Now you’re scared. This is the toughest thing you’ve ever dealt with. You decide to try the geographical cure: you quit your job, pull up stakes, relocate to a new city where no one knows you. You’ll start afresh.
But within days, booze comes calling in the middle of the night. Like all loan sharks, he’s one step ahead of you and he means business.
This is how it happens.
This is addiction.
THE BEGINNING OF THE END
To be rooted is perhaps the most important and the least recognized need of the human soul.
—SIMONE WEIL
For me, it happened this way: I took a geographic cure to fix what I thought was wrong with my life, and the cure failed.
Much later, I would learn the truth: geographic cures always fail, especially when they’re designed to correct problematic drinking.
Of course, that wasn’t how I saw it at the time. In the winter of 2006, when I pulled up stakes and moved to Montreal, I was full of hope. Hope that my fabulous new career would blossom. Hope that my long-distance sweetheart and I would flourish in this new city. Sitting by candlelight at my farewell dinner, these were the dreams I shared with my closest friends.
The third hope I kept to myself: that with this move, my increasingly troubling drinking habits would miraculously disappear. That my nightly craving for a glass of wine—or three—would go poof.
I was full of new resolve. I had made a New Year’s resolution never to drink alone. I had made that promise to my sweetheart, and I intended to keep my word.
It was an icy blue February afternoon when I first dragged my suitcase up the marble stairs of Sam Bronfman’s faux castle on Montreal’s Peel Street, a Disneyesque confection that had been headquarters to the world’s largest distillery for many decades. Donated to McGill University in 2002, Seagram House had taken on new life as Martlet House, named for the small red bird on the university’s crest, believed to be blessed—or was it cursed?—with constant flight.

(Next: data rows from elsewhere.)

//! 节点扫描器
//!
//! 扫描过程严格顺序：每个节点的起始位置依赖前一个节点的长度。
//!
//! 1. 在偏移 0 处读取两个字节探测字节序（可由调用方强制指定）
//! 2. 在每个 4 字节对齐的位置读取节点头，魔数不匹配时前进 4 字节重新同步
//! 3. 目录项 / inode 节点被解析成 [`RawNode`]，其他类型按长度跳过
//! 4. 长度小于节点头或超出镜像末尾的记录被丢弃，同样前进 4 字节

use super::node::{NodeBody, RawDirent, RawInode, RawNode};
use super::CrcPolicy;
use crate::consts::*;
use crate::crc::jffs2_crc32;
use crate::error::Result;
use crate::source::ImageSource;
use crate::types::{accurate_node_type, jffs2_raw_dirent, jffs2_raw_inode, jffs2_unknown_node, Endian};

/// 扫描统计
#[derive(Debug, Clone, Copy, Default, PartialEq, Eq)]
pub struct ScanStats {
    /// 产出的目录项节点数
    pub dirents: usize,
    /// 产出的 inode 节点数
    pub inodes: usize,
    /// 跳过的其他类型节点数（cleanmarker、padding、summary、xattr 等）
    pub skipped: usize,
    /// 跳过的废弃节点数
    pub obsolete: usize,
    /// 被丢弃的截断/长度非法记录数
    pub truncated: usize,
    /// 为重新同步跳过的字节数
    pub resync_bytes: u64,
    /// CRC 校验失败数
    pub crc_failures: usize,
    /// 带早期魔数 0x1984 的节点头数（不解析）
    pub old_magic: usize,
}

/// 扫描结果
#[derive(Debug, Clone)]
pub struct ScanOutput {
    /// 按偏移递增排列的节点
    pub nodes: Vec<RawNode>,
    /// 统计信息
    pub stats: ScanStats,
    /// 使用的字节序
    pub endian: Endian,
}

impl ScanOutput {
    /// 所有目录项记录
    pub fn dirents(&self) -> impl Iterator<Item = &RawDirent> + '_ {
        self.nodes.iter().filter_map(RawNode::as_dirent)
    }

    /// 所有 inode 数据记录
    pub fn inodes(&self) -> impl Iterator<Item = &RawInode> + '_ {
        self.nodes.iter().filter_map(RawNode::as_inode)
    }
}

/// 一次节点解析的结果
enum Step {
    /// 产出节点，下一个位置由 `totlen` 决定
    Emit(RawNode),
    /// 不产出节点，按 `totlen` 跳过
    Skip,
    /// 记录无效，前进 4 字节重新同步
    Resync,
}

/// 节点扫描器
///
/// # 示例
///
/// ```rust,ignore
/// use jffs2_core::{CrcPolicy, Scanner};
///
/// let image = std::fs::read("rootfs.jffs2")?;
/// let output = Scanner::new().with_crc_policy(CrcPolicy::Report).scan(&image)?;
/// println!("{} nodes", output.nodes.len());
/// ```
#[derive(Debug, Clone, Copy, Default)]
pub struct Scanner {
    endian: Option<Endian>,
    crc_policy: CrcPolicy,
    include_obsolete: bool,
}

impl Scanner {
    /// 创建扫描器（自动探测字节序，不校验 CRC，跳过废弃节点）
    pub fn new() -> Self {
        Self::default()
    }

    /// 强制字节序
    pub fn with_endian(mut self, endian: Option<Endian>) -> Self {
        self.endian = endian;
        self
    }

    /// 设置 CRC 策略
    pub fn with_crc_policy(mut self, policy: CrcPolicy) -> Self {
        self.crc_policy = policy;
        self
    }

    /// 是否保留废弃节点
    pub fn include_obsolete(mut self, include: bool) -> Self {
        self.include_obsolete = include;
        self
    }

    /// 扫描整个镜像
    ///
    /// 损坏的数据从不返回错误，只有数据源的 I/O 失败才会返回 `Err`。
    pub fn scan<S: ImageSource + ?Sized>(&self, source: &S) -> Result<ScanOutput> {
        let len = source.len();
        let endian = match self.endian {
            Some(endian) => endian,
            None => {
                let mut head = [0u8; 2];
                let n = source.read_at(0, &mut head)?;
                Endian::detect(&head[..n])
            }
        };
        log::debug!("[SCAN] image length {} bytes, {:?} endian", len, endian);

        let mut nodes = Vec::new();
        let mut stats = ScanStats::default();
        let mut hdr = [0u8; JFFS2_UNKNOWN_NODE_SIZE];
        let mut pos = 0u64;

        while pos + 4 <= len {
            let want = (len - pos).min(JFFS2_UNKNOWN_NODE_SIZE as u64) as usize;
            let n = source.read_at(pos, &mut hdr[..want])?;
            if n < 4 {
                break;
            }

            let magic = endian.read_u16(&hdr[0..2]);
            if magic != JFFS2_MAGIC_BITMASK {
                if magic == JFFS2_OLD_MAGIC_BITMASK {
                    log::debug!("[SCAN] old-format node header at {:#x}", pos);
                    stats.old_magic += 1;
                }
                pos += 4;
                stats.resync_bytes += 4;
                continue;
            }

            let header = match jffs2_unknown_node::decode(&hdr[..n], endian) {
                Some(header) => header,
                None => {
                    // 镜像末尾不足一个节点头
                    stats.truncated += 1;
                    break;
                }
            };

            let totlen = header.totlen as u64;
            if totlen < JFFS2_UNKNOWN_NODE_SIZE as u64 || pos + totlen > len {
                log::trace!("[SCAN] bad totlen {} at {:#x}", totlen, pos);
                stats.truncated += 1;
                pos += 4;
                stats.resync_bytes += 4;
                continue;
            }

            let mut hdr_ok = true;
            if self.crc_policy.verifies() {
                let expected = jffs2_crc32(&hdr[..JFFS2_HEADER_CRC_LEN]);
                if expected != header.hdr_crc {
                    hdr_ok = false;
                    stats.crc_failures += 1;
                    log::warn!(
                        "[SCAN] header CRC mismatch at {:#x}: stored {:#010x}, computed {:#010x}",
                        pos,
                        header.hdr_crc,
                        expected
                    );
                    if self.crc_policy == CrcPolicy::Enforce {
                        pos += 4;
                        stats.resync_bytes += 4;
                        continue;
                    }
                }
            }

            if header.is_obsolete() && !self.include_obsolete {
                stats.obsolete += 1;
                pos = next_node_offset(pos, totlen);
                continue;
            }

            let step = match accurate_node_type(header.nodetype) {
                JFFS2_NODETYPE_DIRENT => self.read_dirent(source, pos, &header, endian, &mut stats)?,
                JFFS2_NODETYPE_INODE => self.read_inode(source, pos, &header, endian, &mut stats)?,
                JFFS2_NODETYPE_CLEANMARKER
                | JFFS2_NODETYPE_PADDING
                | JFFS2_NODETYPE_SUMMARY
                | JFFS2_NODETYPE_XATTR
                | JFFS2_NODETYPE_XREF => {
                    stats.skipped += 1;
                    Step::Skip
                }
                other => {
                    log::trace!("[SCAN] unknown node type {:#06x} at {:#x}", other, pos);
                    stats.skipped += 1;
                    Step::Skip
                }
            };

            match step {
                Step::Emit(mut node) => {
                    if !hdr_ok {
                        node.crc_ok = Some(false);
                    }
                    log::trace!("[SCAN] {:?} node at {:#x}, totlen {}", node.kind(), pos, totlen);
                    match node.body {
                        NodeBody::Dirent(_) => stats.dirents += 1,
                        NodeBody::Inode(_) => stats.inodes += 1,
                    }
                    nodes.push(node);
                    pos = next_node_offset(pos, totlen);
                }
                Step::Skip => pos = next_node_offset(pos, totlen),
                Step::Resync => {
                    pos += 4;
                    stats.resync_bytes += 4;
                }
            }
        }

        if stats.old_magic > 0 {
            log::warn!(
                "[SCAN] {} node headers carry the old 0x1984 magic; this format is not supported",
                stats.old_magic
            );
        }
        log::info!(
            "[SCAN] {} dirents, {} inodes, {} skipped, {} obsolete, {} truncated, {} resync bytes, {} CRC failures",
            stats.dirents,
            stats.inodes,
            stats.skipped,
            stats.obsolete,
            stats.truncated,
            stats.resync_bytes,
            stats.crc_failures
        );

        Ok(ScanOutput { nodes, stats, endian })
    }

    fn read_dirent<S: ImageSource + ?Sized>(
        &self,
        source: &S,
        pos: u64,
        header: &jffs2_unknown_node,
        endian: Endian,
        stats: &mut ScanStats,
    ) -> Result<Step> {
        if (header.totlen as usize) < JFFS2_RAW_DIRENT_SIZE {
            stats.truncated += 1;
            return Ok(Step::Resync);
        }

        let mut buf = [0u8; JFFS2_RAW_DIRENT_SIZE];
        source.read_exact_at(pos, &mut buf)?;
        let raw = match jffs2_raw_dirent::decode(&buf, endian) {
            Some(raw) => raw,
            None => return Ok(Step::Resync),
        };

        let nsize = raw.nsize as usize;
        if JFFS2_RAW_DIRENT_SIZE + nsize > header.totlen as usize {
            log::trace!("[SCAN] dirent name overruns node at {:#x}", pos);
            stats.truncated += 1;
            return Ok(Step::Resync);
        }

        let mut name = vec![0u8; nsize];
        source.read_exact_at(pos + JFFS2_RAW_DIRENT_SIZE as u64, &mut name)?;

        let crc_ok = if self.crc_policy.verifies() {
            let node_ok = jffs2_crc32(&buf[..JFFS2_DIRENT_NODE_CRC_LEN]) == raw.node_crc;
            let name_ok = jffs2_crc32(&name) == raw.name_crc;
            if !(node_ok && name_ok) {
                stats.crc_failures += 1;
                log::warn!(
                    "[SCAN] dirent CRC mismatch at {:#x} (node ok: {}, name ok: {})",
                    pos,
                    node_ok,
                    name_ok
                );
                if self.crc_policy == CrcPolicy::Enforce {
                    return Ok(Step::Skip);
                }
            }
            Some(node_ok && name_ok)
        } else {
            None
        };

        Ok(Step::Emit(RawNode {
            offset: pos,
            totlen: header.totlen,
            obsolete: header.is_obsolete(),
            crc_ok,
            body: NodeBody::Dirent(RawDirent::from_raw(&raw, &name)),
        }))
    }

    fn read_inode<S: ImageSource + ?Sized>(
        &self,
        source: &S,
        pos: u64,
        header: &jffs2_unknown_node,
        endian: Endian,
        stats: &mut ScanStats,
    ) -> Result<Step> {
        if (header.totlen as usize) < JFFS2_RAW_INODE_SIZE {
            stats.truncated += 1;
            return Ok(Step::Resync);
        }

        let mut buf = [0u8; JFFS2_RAW_INODE_SIZE];
        source.read_exact_at(pos, &mut buf)?;
        let raw = match jffs2_raw_inode::decode(&buf, endian) {
            Some(raw) => raw,
            None => return Ok(Step::Resync),
        };

        if JFFS2_RAW_INODE_SIZE as u64 + raw.csize as u64 > header.totlen as u64 {
            log::trace!("[SCAN] inode payload overruns node at {:#x}", pos);
            stats.truncated += 1;
            return Ok(Step::Resync);
        }

        let crc_ok = if self.crc_policy.verifies() {
            let ok = jffs2_crc32(&buf[..JFFS2_INODE_NODE_CRC_LEN]) == raw.node_crc;
            if !ok {
                stats.crc_failures += 1;
                log::warn!("[SCAN] inode node CRC mismatch at {:#x} (ino {})", pos, raw.ino);
                if self.crc_policy == CrcPolicy::Enforce {
                    return Ok(Step::Skip);
                }
            }
            Some(ok)
        } else {
            None
        };

        Ok(Step::Emit(RawNode {
            offset: pos,
            totlen: header.totlen,
            obsolete: header.is_obsolete(),
            crc_ok,
            body: NodeBody::Inode(RawInode::from_raw(&raw, pos)),
        }))
    }
}

/// 下一个节点位置：`pos + totlen` 向上对齐到 4 字节，至少前进 4 字节
fn next_node_offset(pos: u64, totlen: u64) -> u64 {
    let align = JFFS2_NODE_ALIGN;
    let next = (pos + totlen + align - 1) & !(align - 1);
    next.max(pos + align)
}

A martlet never rests. I chose to see this as a happy omen. I was looking for signs that I had made the right decision in accepting the big job of vice principal of McGill, in charge of development, alumni, and university relations. I had left my beloved home in Toronto and a successful career in journalism. I took this Martlet business seriously.
As vice principal, I was ushered into Bronfman’s large second-floor office, the very same place where the booze baron had hosted Joe Kennedy and Al Capone during Prohibition—or so the story goes. It was here that I would sit, at his massive hand-carved desk, ensconced at one end of an airless chamber, walled with recessed curved bookcases and ornate oak paneling. The history was impressive. Once upon a time, the office had been, too. But when I arrived, stained green carpet, broken overhead fixtures, and the lack of natural light made the room oppressive. Still, it had loads of potential. I was optimistic.

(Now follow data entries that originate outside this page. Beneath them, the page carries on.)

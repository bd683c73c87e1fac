//! JFFS2 CRC32 校验和计算
//!
//! JFFS2 使用 Linux 内核的 `crc32(0, data, len)`：初始值为 0，
//! 结果不取反。crc32fast 计算的是标准 CRC32（初始值和结果都取反），
//! 两者只差首尾两次取反。

use crc32fast::Hasher;

/// 标准 CRC32 的初始值
const CRC32_INIT: u32 = !0u32;

/// 计算 JFFS2 CRC32
///
/// # 参数
/// * `data` - 要计算校验和的数据
///
/// # 返回
/// 与闪存上 `hdr_crc`/`node_crc`/`name_crc`/`data_crc` 字段相同含义的值
#[inline]
pub fn jffs2_crc32(data: &[u8]) -> u32 {
    let mut hasher = Hasher::new_with_initial(CRC32_INIT);
    hasher.update(data);
    !hasher.finalize()
}

#[cfg(test)]
mod tests {
    use super::*;

    #[test]
    fn test_crc_of_empty_is_zero() {
        assert_eq!(jffs2_crc32(&[]), 0);
    }

    #[test]
    fn test_relation_to_standard_crc32() {
        // 标准 CRC32("123456789") = 0xCBF43926
        // 初始值 0 且不取反时，等于对 0xFFFFFFFF 起点的结果再整体取反
        let data = b"123456789";
        assert_eq!(crc32fast::hash(data), 0xCBF43926);
        assert_ne!(jffs2_crc32(data), crc32fast::hash(data));
    }

    #[test]
    fn test_known_jffs2_header_crc() {
        // 小端 cleanmarker 头部：85 19 03 20 0C 00 00 00，
        // mkfs.jffs2 写出的 hdr_crc 为 0xE41EB0B1
        let header = [0x85, 0x19, 0x03, 0x20, 0x0C, 0x00, 0x00, 0x00];
        assert_eq!(jffs2_crc32(&header), 0xE41E_B0B1);
    }
}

In honor of my arrival, a fellow vice principal had placed hot pink gerbera daisies in a jaunty citrine vase. There were welcoming bouquets from the principal and others, and a vast array of notes and cards—a happy distraction on my first day. My gut was speaking to me, but I chose not to listen.

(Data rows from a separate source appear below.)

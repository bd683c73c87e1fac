//! 提取到宿主文件系统
//!
//! 目录和符号链接在调用线程中按遍历顺序创建；普通文件分给多个工作线程
//! 并行组装和写出。工作线程共享同一个只读数据源，各自使用定位读取。

use super::filesystem::Jffs2Fs;
use crate::error::{Error, ErrorKind, Result};
use crate::file::FileAssembler;
use crate::source::ImageSource;
use crate::tree::{Entry, EntryKind};
use std::collections::HashSet;
use std::path::{Path, PathBuf};

/// 提取报告
#[derive(Debug, Clone, Default, PartialEq, Eq)]
pub struct ExtractReport {
    /// 创建的目录数（包括目标根目录）
    pub dirs: usize,
    /// 写出的普通文件数
    pub files: usize,
    /// 创建的符号链接数
    pub symlinks: usize,
    /// 跳过的条目数（设备、FIFO、socket、非法名字）
    pub skipped: usize,
    /// 组装时被跳过的数据片段总数
    pub failed_spans: usize,
    /// 内容不完整的文件（镜像内路径）
    pub incomplete: Vec<String>,
}

impl ExtractReport {
    fn merge(&mut self, other: ExtractReport) {
        self.dirs += other.dirs;
        self.files += other.files;
        self.symlinks += other.symlinks;
        self.skipped += other.skipped;
        self.failed_spans += other.failed_spans;
        self.incomplete.extend(other.incomplete);
    }
}

/// 一个待写出的普通文件
struct FileJob<'a> {
    image_path: String,
    host_path: PathBuf,
    entry: &'a Entry,
}

impl<S: ImageSource + Sync> Jffs2Fs<S> {
    /// 把可到达的层次结构重建到 `dest` 目录下
    ///
    /// # 参数
    ///
    /// * `dest` - 目标目录（不存在时创建）
    /// * `workers` - 组装普通文件的线程数（0 按 1 处理）
    ///
    /// # 错误
    ///
    /// 宿主文件系统写入失败或数据源读取失败时返回错误；
    /// 镜像本身的损坏只体现在报告中。
    pub fn extract_to<P: AsRef<Path>>(&self, dest: P, workers: usize) -> Result<ExtractReport> {
        let dest = dest.as_ref();
        std::fs::create_dir_all(dest)?;

        let mut report = ExtractReport {
            dirs: 1,
            ..ExtractReport::default()
        };
        let mut jobs = Vec::new();
        // 已在宿主上创建的目录（镜像内路径）
        let mut created: HashSet<String> = HashSet::from([String::from("/")]);

        for (image_path, entry) in self.tree().walk() {
            if entry.is_root() {
                continue;
            }
            if !created.contains(parent_path(&image_path)) {
                log::warn!("[EXTRACT] skipping {:?}: parent was not extracted as a directory", image_path);
                report.skipped += 1;
                continue;
            }
            let Some(host_path) = host_path(dest, &image_path) else {
                log::warn!("[EXTRACT] skipping unsafe path {:?}", image_path);
                report.skipped += 1;
                continue;
            };

            match entry.kind() {
                EntryKind::Directory => {
                    if is_symlink(&host_path)? {
                        std::fs::remove_file(&host_path)?;
                    }
                    std::fs::create_dir_all(&host_path)?;
                    created.insert(image_path);
                    report.dirs += 1;
                }
                EntryKind::RegularFile => {
                    if !make_room(&host_path)? {
                        log::warn!("[EXTRACT] skipping {:?}: a directory is in the way", image_path);
                        report.skipped += 1;
                        continue;
                    }
                    jobs.push(FileJob {
                        image_path,
                        host_path,
                        entry,
                    });
                }
                EntryKind::Symlink => {
                    if !make_room(&host_path)? {
                        log::warn!("[EXTRACT] skipping {:?}: a directory is in the way", image_path);
                        report.skipped += 1;
                        continue;
                    }
                    let target = self.assembler().read_link(entry)?;
                    create_symlink(&target, &host_path)?;
                    report.symlinks += 1;
                }
                other => {
                    log::debug!("[EXTRACT] skipping {:?} {}", other, image_path);
                    report.skipped += 1;
                }
            }
        }

        let workers = workers.clamp(1, jobs.len().max(1));
        log::info!("[EXTRACT] {} files across {} workers", jobs.len(), workers);

        let mut shards: Vec<Vec<FileJob<'_>>> = (0..workers).map(|_| Vec::new()).collect();
        for (i, job) in jobs.into_iter().enumerate() {
            shards[i % workers].push(job);
        }

        let assembler = self.assembler();
        std::thread::scope(|scope| -> Result<()> {
            let mut handles = Vec::with_capacity(shards.len());
            for shard in shards {
                let assembler = &assembler;
                handles.push(scope.spawn(move || write_files(assembler, shard)));
            }

            for handle in handles {
                let shard = handle
                    .join()
                    .map_err(|_| Error::new(ErrorKind::Io, "Extraction worker panicked"))??;
                report.merge(shard);
            }
            Ok(())
        })?;

        report.incomplete.sort();
        log::info!(
            "[EXTRACT] {} dirs, {} files, {} symlinks, {} skipped, {} failed spans",
            report.dirs,
            report.files,
            report.symlinks,
            report.skipped,
            report.failed_spans
        );
        Ok(report)
    }
}

fn write_files<S: ImageSource + ?Sized>(
    assembler: &FileAssembler<'_, S>,
    jobs: Vec<FileJob<'_>>,
) -> Result<ExtractReport> {
    let mut report = ExtractReport::default();
    for job in jobs {
        let content = assembler.assemble(job.entry)?;
        if !content.is_complete() {
            report.incomplete.push(job.image_path);
        }
        report.failed_spans += content.failures.len();
        std::fs::write(&job.host_path, &content.data)?;
        report.files += 1;
    }
    Ok(report)
}

/// 镜像内路径的父目录路径
fn parent_path(image_path: &str) -> &str {
    match image_path.rfind('/') {
        Some(0) | None => "/",
        Some(idx) => &image_path[..idx],
    }
}

fn is_symlink(path: &Path) -> Result<bool> {
    match std::fs::symlink_metadata(path) {
        Ok(meta) => Ok(meta.file_type().is_symlink()),
        Err(e) if e.kind() == std::io::ErrorKind::NotFound => Ok(false),
        Err(e) => Err(e.into()),
    }
}

/// 清除上次提取留下的文件或链接，链接本身被删除而不跟随；
/// 目标位置已有目录时返回 `false`
fn make_room(path: &Path) -> Result<bool> {
    match std::fs::symlink_metadata(path) {
        Ok(meta) if meta.is_dir() => Ok(false),
        Ok(_) => {
            std::fs::remove_file(path)?;
            Ok(true)
        }
        Err(e) if e.kind() == std::io::ErrorKind::NotFound => Ok(true),
        Err(e) => Err(e.into()),
    }
}

/// 把镜像内路径映射到 `dest` 下；含 `.`、`..` 或空字节的路径被拒绝
fn host_path(dest: &Path, image_path: &str) -> Option<PathBuf> {
    let mut path = dest.to_path_buf();
    for component in image_path.split('/').filter(|c| !c.is_empty()) {
        if component == "." || component == ".." || component.contains('\0') || component.contains('\\') {
            return None;
        }
        path.push(component);
    }
    Some(path)
}

#[cfg(unix)]
fn create_symlink(target: &str, link: &Path) -> Result<()> {
    std::os::unix::fs::symlink(target, link)?;
    Ok(())
}

#[cfg(not(unix))]
fn create_symlink(target: &str, link: &Path) -> Result<()> {
    std::fs::write(link, target.as_bytes())?;
    Ok(())
}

Over time, I grew to dread that behemoth of a desk, and all it represented. But on the first day, its novelty was a distraction. My effervescent blond assistant, only two years out of university herself, perched opposite me, pulling out the secretary’s table to write on. She introduced me to a fat binder and handed over a pile of documents for my signature. Most of all, she was interested in securing a date for my welcoming reception. Her top choice was St. Patrick’s Day—or St. Patio Day, as she liked to call it, the booziest day on the Montreal calendar, and her personal favorite. (She was single and anxious to change that status.)
Five weeks later, she made it happen: the majority of my new staff—there were more than 180 in all—crowded into the ground-floor boardroom of Martlet House for coffee and croissants as the principal welcomed me to McGill. I was in charge of mobilizing this group to launch the largest campaign in the university’s history, a $500 million fund-raising effort that would change the face of McGill, boost research, help students. The principal was a woman I deeply admired. My heart was full. My geographical cure was going to work.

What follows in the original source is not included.